• Work task: Keeping every word the same, return the listing from its first line until the line holding "pub async fn run_migrations(pool: &DbPool)" has been returned as well.

• Entries supplied:
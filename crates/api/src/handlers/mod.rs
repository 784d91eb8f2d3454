pub mod auth;
pub mod import;
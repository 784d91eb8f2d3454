//! PostgreSQL persistence for the academic backend.

pub mod document_store;

use sqlx::postgres::PgPoolOptions;

pub use document_store::PgDocumentStore;

pub type DbPool = sqlx::PgPool;

/// Create a connection pool from a database URL.
pub async fn create_pool(database_url: &str) -> Result<DbPool, sqlx::Error> {
    PgPoolOptions::new()
        .max_connections(20)
        .connect(database_url)
        .await
}

/// Verify the database answers a trivial query.
pub async fn health_check(pool: &DbPool) -> Result<(), sqlx::Error> {
    sqlx::query("SELECT 1").execute(pool).await?;
    Ok(())
}

/// Apply the embedded migrations in `crates/db/migrations`.
pub async fn run_migrations(pool: &DbPool) -> Result<(), sqlx::migrate::MigrateError> {
    sqlx::migrate!("./migrations").run(pool).await
}
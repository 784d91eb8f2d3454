//! [`DocumentStore`] over the `documents` table.
//!
//! Every entity is one JSONB `body` row tagged with its collection. Filters
//! compile to `body -> field` comparisons against JSONB parameters; the
//! natural-key unique indexes live in the migration.

use academia_core::store::{
    BulkWriteSummary, Collection, Condition, Document, DocumentStore, Filter, StoreError,
    UpsertOp, ID_FIELD,
};
use academia_core::types::DocId;
use async_trait::async_trait;
use serde_json::Value;
use sqlx::types::Json;
use sqlx::{Postgres, QueryBuilder};

use crate::DbPool;

#[derive(Debug, Clone)]
pub struct PgDocumentStore {
    pool: DbPool,
}

impl PgDocumentStore {
    pub fn new(pool: DbPool) -> Self {
        Self { pool }
    }

    pub fn pool(&self) -> &DbPool {
        &self.pool
    }

    /// Merge `op.set` into the oldest document matching `op.filter`.
    async fn update_one(&self, collection: Collection, op: &UpsertOp) -> Result<bool, StoreError> {
        let mut qb = QueryBuilder::<Postgres>::new(
            "UPDATE documents SET updated_at = now(), body = body || ",
        );
        qb.push_bind(Json(op.set.clone()));
        qb.push(" WHERE id = (SELECT id FROM documents");
        push_filter(&mut qb, collection, &op.filter);
        qb.push(" ORDER BY created_at, id LIMIT 1)");

        let result = qb.build().execute(&self.pool).await.map_err(backend)?;
        Ok(result.rows_affected() > 0)
    }

    /// Insert a document; with `skip_conflicts` a natural-key collision
    /// inserts nothing and returns `false`.
    async fn insert(
        &self,
        collection: Collection,
        id: &DocId,
        body: Document,
        skip_conflicts: bool,
    ) -> Result<bool, StoreError> {
        let sql = if skip_conflicts {
            "INSERT INTO documents (id, collection, body) VALUES ($1, $2, $3) \
             ON CONFLICT DO NOTHING"
        } else {
            "INSERT INTO documents (id, collection, body) VALUES ($1, $2, $3)"
        };
        let result = sqlx::query(sql)
            .bind(id.as_str())
            .bind(collection.as_str())
            .bind(Json(body))
            .execute(&self.pool)
            .await
            .map_err(backend)?;
        Ok(result.rows_affected() > 0)
    }
}

#[async_trait]
impl DocumentStore for PgDocumentStore {
    async fn ping(&self) -> Result<(), StoreError> {
        crate::health_check(&self.pool).await.map_err(backend)
    }

    async fn find_one(
        &self,
        collection: Collection,
        filter: &Filter,
    ) -> Result<Option<Document>, StoreError> {
        let mut qb = QueryBuilder::<Postgres>::new("SELECT body FROM documents");
        push_filter(&mut qb, collection, filter);
        qb.push(" ORDER BY created_at, id LIMIT 1");

        let row: Option<Json<Document>> = qb
            .build_query_scalar()
            .fetch_optional(&self.pool)
            .await
            .map_err(backend)?;
        Ok(row.map(|Json(body)| body))
    }

    async fn find(
        &self,
        collection: Collection,
        filter: &Filter,
    ) -> Result<Vec<Document>, StoreError> {
        let mut qb = QueryBuilder::<Postgres>::new("SELECT body FROM documents");
        push_filter(&mut qb, collection, filter);
        qb.push(" ORDER BY created_at, id");

        let rows: Vec<Json<Document>> = qb
            .build_query_scalar()
            .fetch_all(&self.pool)
            .await
            .map_err(backend)?;
        Ok(rows.into_iter().map(|Json(body)| body).collect())
    }

    async fn insert_one(
        &self,
        collection: Collection,
        mut document: Document,
    ) -> Result<DocId, StoreError> {
        let id = match document.get(ID_FIELD) {
            Some(Value::String(raw)) => DocId::parse(raw)
                .ok_or_else(|| StoreError::Serialization(format!("invalid _id '{raw}'")))?,
            Some(other) => {
                return Err(StoreError::Serialization(format!("invalid _id {other}")));
            }
            None => DocId::new(),
        };
        document.insert(ID_FIELD.to_string(), id.clone().into());

        self.insert(collection, &id, document, false).await?;
        Ok(id)
    }

    async fn bulk_upsert(
        &self,
        collection: Collection,
        ops: &[UpsertOp],
    ) -> Result<BulkWriteSummary, StoreError> {
        let mut summary = BulkWriteSummary::default();

        for op in ops {
            if self.update_one(collection, op).await? {
                summary.matched += 1;
                continue;
            }
            if !op.upsert {
                continue;
            }

            let id = DocId::new();
            if self.insert(collection, &id, op.inserted_document(id.clone()), true).await? {
                summary.inserted += 1;
            } else if self.update_one(collection, op).await? {
                // A concurrent writer created the document between our update
                // and insert.
                summary.matched += 1;
            }
        }

        tracing::debug!(
            collection = %collection,
            ops = ops.len(),
            matched = summary.matched,
            inserted = summary.inserted,
            "Bulk upsert applied"
        );
        Ok(summary)
    }
}

fn push_filter(qb: &mut QueryBuilder<'_, Postgres>, collection: Collection, filter: &Filter) {
    qb.push(" WHERE collection = ");
    qb.push_bind(collection.as_str());

    for (field, condition) in filter.conditions() {
        if matches!(condition, Condition::AnyOf(values) if values.is_empty()) {
            qb.push(" AND FALSE");
            continue;
        }

        qb.push(" AND body -> ");
        qb.push_bind(field.clone());
        qb.push("::text");
        match condition {
            Condition::Eq(value) => {
                qb.push(" = ");
                qb.push_bind(Json(value.clone()));
            }
            Condition::AnyOf(values) => {
                qb.push(" IN (");
                let mut list = qb.separated(", ");
                for value in values {
                    list.push_bind(Json(value.clone()));
                }
                list.push_unseparated(")");
            }
        }
    }
}

fn backend(err: sqlx::Error) -> StoreError {
    StoreError::Backend(err.to_string())
}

• The completed task:
filename crates/api/src/handlers/mod.rs
repository 784d91eb8f2d3454
pub mod auth;
pub mod import;
repository 784d91eb8f2d3454
//! PostgreSQL persistence for the academic backend.

pub mod document_store;

use sqlx::postgres::PgPoolOptions;

pub use document_store::PgDocumentStore;

pub type DbPool = sqlx::PgPool;

/// Create a connection pool from a database URL.
pub async fn create_pool(database_url: &str) -> Result<DbPool, sqlx::Error> {
    PgPoolOptions::new()
        .max_connections(20)
        .connect(database_url)
        .await
}

/// Verify the database answers a trivial query.
pub async fn health_check(pool: &DbPool) -> Result<(), sqlx::Error> {
    sqlx::query("SELECT 1").execute(pool).await?;
    Ok(())
}

/// Apply the embedded migrations in `crates/db/migrations`.
pub async fn run_migrations(pool: &DbPool) -> Result<(), sqlx::migrate::MigrateError> {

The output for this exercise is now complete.